▶ DATA FOR THIS TASK:
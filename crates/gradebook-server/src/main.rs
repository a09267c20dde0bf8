//! gradebook server binary.
//!
//! Reads `config.toml` (or the path specified with `--config`), opens the
//! SQLite student store, and serves the dashboard and JSON API over HTTP.
//!
//! # Loading data
//!
//! The HTTP surface is read-only. To fill the store from a CSV file:
//!
//! ```
//! cargo run -p gradebook-server -- --import students.csv
//! ```

use std::{
  fs::File,
  path::{Path, PathBuf},
  sync::Arc,
};

use anyhow::Context as _;
use clap::Parser;
use gradebook_core::store::StudentStore;
use gradebook_server::{ServerConfig, import::import_students};
use gradebook_store_sqlite::SqliteStore;
use tokio::net::TcpListener;
use tracing::level_filters::LevelFilter;
use tracing_subscriber::EnvFilter;

#[derive(Parser)]
#[command(author, version, about = "Student performance dashboard server")]
struct Cli {
  /// Path to the TOML configuration file.
  #[arg(short, long, default_value = "config.toml")]
  config: PathBuf,

  /// Load student rows from a CSV file into the store and exit.
  #[arg(long, value_name = "CSV")]
  import: Option<PathBuf>,
}

#[tokio::main]
async fn main() -> anyhow::Result<()> {
  tracing_subscriber::fmt()
    .with_env_filter(
      EnvFilter::builder()
        .with_default_directive(LevelFilter::INFO.into())
        .from_env_lossy(),
    )
    .init();

  let cli = Cli::parse();

  let mut server_cfg =
    ServerConfig::load(cli.config).context("failed to load configuration")?;
  server_cfg.database_path = expand_tilde(&server_cfg.database_path);
  server_cfg.static_dir = expand_tilde(&server_cfg.static_dir);

  let store = SqliteStore::open(&server_cfg.database_path)
    .await
    .with_context(|| {
      format!("failed to open store at {:?}", server_cfg.database_path)
    })?;

  // Helper mode: import a CSV and exit.
  if let Some(path) = cli.import {
    let file =
      File::open(&path).with_context(|| format!("failed to open {path:?}"))?;
    import_students(&store, file)
      .await
      .with_context(|| format!("failed to import {path:?}"))?;
    return Ok(());
  }

  let count = store
    .count_students()
    .await
    .context("failed to count students")?;
  tracing::info!(
    path = ?server_cfg.database_path,
    "Found {count} students in 'students' table"
  );

  let app = gradebook_server::router(Arc::new(store), &server_cfg);
  let address = server_cfg.address();

  tracing::info!("Listening on http://{address}");
  let listener = TcpListener::bind(&address)
    .await
    .with_context(|| format!("failed to bind {address}"))?;

  axum::serve(listener, app).await.context("server error")?;

  Ok(())
}

/// Expand a leading `~` to the user's home directory.
fn expand_tilde(path: &Path) -> PathBuf {
  let s = path.to_string_lossy();
  if let Some(rest) = s.strip_prefix("~/")
    && let Ok(home) = std::env::var("HOME")
  {
    return PathBuf::from(home).join(rest);
  }
  path.to_path_buf()
}
//! HTTP front for the gradebook.
//!
//! Serves the dashboard page at `/`, its assets under `/static`, and nests
//! the [`gradebook_api`] router under `/api`. Every response passes through
//! a permissive CORS layer and a request tracing layer.

pub mod import;

use std::{path::PathBuf, sync::Arc};

use axum::{Router, response::Html, routing::get};
use gradebook_core::store::StudentStore;
use serde::Deserialize;
use tower_http::{cors::CorsLayer, services::ServeDir, trace::TraceLayer};

/// The dashboard page, embedded at build time.
pub const INDEX_HTML: &str = include_str!("../static/index.html");

/// Where the dashboard assets live unless `static_dir` is configured.
pub const DEFAULT_STATIC_DIR: &str = concat!(env!("CARGO_MANIFEST_DIR"), "/static");

// ─── Configuration ────────────────────────────────────────────────────────────

/// Runtime server configuration, deserialised from `config.toml` and
/// `GRADEBOOK_*` environment variables.
#[derive(Debug, Deserialize, Clone)]
pub struct ServerConfig {
  pub host:          String,
  pub port:          u16,
  pub database_path: PathBuf,
  pub static_dir:    PathBuf,
}

impl ServerConfig {
  /// Layer the defaults below `file` (optional) and the environment.
  pub fn load(file: PathBuf) -> Result<Self, config::ConfigError> {
    config::Config::builder()
      .set_default("host", "0.0.0.0")?
      .set_default("port", 5000_i64)?
      .set_default("database_path", "students.db")?
      .set_default("static_dir", DEFAULT_STATIC_DIR)?
      .add_source(config::File::from(file).required(false))
      .add_source(config::Environment::with_prefix("GRADEBOOK").try_parsing(true))
      .build()?
      .try_deserialize()
  }

  pub fn address(&self) -> String { format!("{}:{}", self.host, self.port) }
}

// ─── Router ───────────────────────────────────────────────────────────────────

/// Build the top-level router for `store`.
pub fn router<S>(store: Arc<S>, config: &ServerConfig) -> Router
where
  S: StudentStore + 'static,
  S::Error: std::error::Error + Send + Sync + 'static,
{
  Router::new()
    .route("/", get(index))
    .nest("/api", gradebook_api::api_router(store))
    .nest_service("/static", ServeDir::new(&config.static_dir))
    .layer(CorsLayer::permissive())
    .layer(TraceLayer::new_for_http())
}

async fn index() -> Html<&'static str> { Html(INDEX_HTML) }

// ─── Integration tests ────────────────────────────────────────────────────────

▶ WHAT YOU WILL DO: With nothing added or left out, print the data again.

▶ EXPECTED ANSWER:
filename crates/gradebook-server/src/main.rs
repository a09267c20dde0bf8
//! gradebook server binary.
//!
//! Reads `config.toml` (or the path specified with `--config`), opens the
//! SQLite student store, and serves the dashboard and JSON API over HTTP.
//!
//! # Loading data
//!
//! The HTTP surface is read-only. To fill the store from a CSV file:
//!
//! ```
//! cargo run -p gradebook-server -- --import students.csv
//! ```

use std::{
  fs::File,
  path::{Path, PathBuf},
  sync::Arc,
};

use anyhow::Context as _;
use clap::Parser;
use gradebook_core::store::StudentStore;
use gradebook_server::{ServerConfig, import::import_students};
use gradebook_store_sqlite::SqliteStore;
use tokio::net::TcpListener;
use tracing::level_filters::LevelFilter;
use tracing_subscriber::EnvFilter;

#[derive(Parser)]
#[command(author, version, about = "Student performance dashboard server")]
struct Cli {
  /// Path to the TOML configuration file.
  #[arg(short, long, default_value = "config.toml")]
  config: PathBuf,

  /// Load student rows from a CSV file into the store and exit.
  #[arg(long, value_name = "CSV")]
  import: Option<PathBuf>,
}

#[tokio::main]
async fn main() -> anyhow::Result<()> {
  tracing_subscriber::fmt()
    .with_env_filter(
      EnvFilter::builder()
        .with_default_directive(LevelFilter::INFO.into())
        .from_env_lossy(),
    )
    .init();

  let cli = Cli::parse();

  let mut server_cfg =
    ServerConfig::load(cli.config).context("failed to load configuration")?;
  server_cfg.database_path = expand_tilde(&server_cfg.database_path);
  server_cfg.static_dir = expand_tilde(&server_cfg.static_dir);

  let store = SqliteStore::open(&server_cfg.database_path)
    .await
    .with_context(|| {
      format!("failed to open store at {:?}", server_cfg.database_path)
    })?;

  // Helper mode: import a CSV and exit.
  if let Some(path) = cli.import {
    let file =
      File::open(&path).with_context(|| format!("failed to open {path:?}"))?;
    import_students(&store, file)
      .await
      .with_context(|| format!("failed to import {path:?}"))?;
    return Ok(());
  }

  let count = store
    .count_students()
    .await
    .context("failed to count students")?;
  tracing::info!(
    path = ?server_cfg.database_path,
    "Found {count} students in 'students' table"
  );

  let app = gradebook_server::router(Arc::new(store), &server_cfg);
  let address = server_cfg.address();

  tracing::info!("Listening on http://{address}");
  let listener = TcpListener::bind(&address)
    .await
    .with_context(|| format!("failed to bind {address}"))?;

  axum::serve(listener, app).await.context("server error")?;

  Ok(())
}

/// Expand a leading `~` to the user's home directory.
fn expand_tilde(path: &Path) -> PathBuf {
  let s = path.to_string_lossy();
  if let Some(rest) = s.strip_prefix("~/")
    && let Ok(home) = std::env::var("HOME")
  {
    return PathBuf::from(home).join(rest);
  }
  path.to_path_buf()
}
//! HTTP front for the gradebook.
//!
//! Serves the dashboard page at `/`, its assets under `/static`, and nests
//! the [`gradebook_api`] router under `/api`. Every response passes through
//! a permissive CORS layer and a request tracing layer.

pub mod import;

use std::{path::PathBuf, sync::Arc};

use axum::{Router, response::Html, routing::get};
use gradebook_core::store::StudentStore;
use serde::Deserialize;
use tower_http::{cors::CorsLayer, services::ServeDir, trace::TraceLayer};

/// The dashboard page, embedded at build time.
pub const INDEX_HTML: &str = include_str!("../static/index.html");

/// Where the dashboard assets live unless `static_dir` is configured.
pub const DEFAULT_STATIC_DIR: &str = concat!(env!("CARGO_MANIFEST_DIR"), "/static");

// ─── Configuration ────────────────────────────────────────────────────────────

/// Runtime server configuration, deserialised from `config.toml` and
/// `GRADEBOOK_*` environment variables.
#[derive(Debug, Deserialize, Clone)]
pub struct ServerConfig {
  pub host:          String,
  pub port:          u16,
  pub database_path: PathBuf,
  pub static_dir:    PathBuf,
}

impl ServerConfig {
  /// Layer the defaults below `file` (optional) and the environment.
  pub fn load(file: PathBuf) -> Result<Self, config::ConfigError> {
    config::Config::builder()
      .set_default("host", "0.0.0.0")?
      .set_default("port", 5000_i64)?
      .set_default("database_path", "students.db")?
      .set_default("static_dir", DEFAULT_STATIC_DIR)?
      .add_source(config::File::from(file).required(false))
      .add_source(config::Environment::with_prefix("GRADEBOOK").try_parsing(true))
      .build()?
      .try_deserialize()
  }

  pub fn address(&self) -> String { format!("{}:{}", self.host, self.port) }
}

// ─── Router ───────────────────────────────────────────────────────────────────

/// Build the top-level router for `store`.
pub fn router<S>(store: Arc<S>, config: &ServerConfig) -> Router
where
  S: StudentStore + 'static,
  S::Error: std::error::Error + Send + Sync + 'static,
{
  Router::new()
    .route("/", get(index))
    .nest("/api", gradebook_api::api_router(store))
    .nest_service("/static", ServeDir::new(&config.static_dir))
    .layer(CorsLayer::permissive())
    .layer(TraceLayer::new_for_http())
}

async fn index() -> Html<&'static str> { Html(INDEX_HTML) }

// ─── Integration tests ────────────────────────────────────────────────────────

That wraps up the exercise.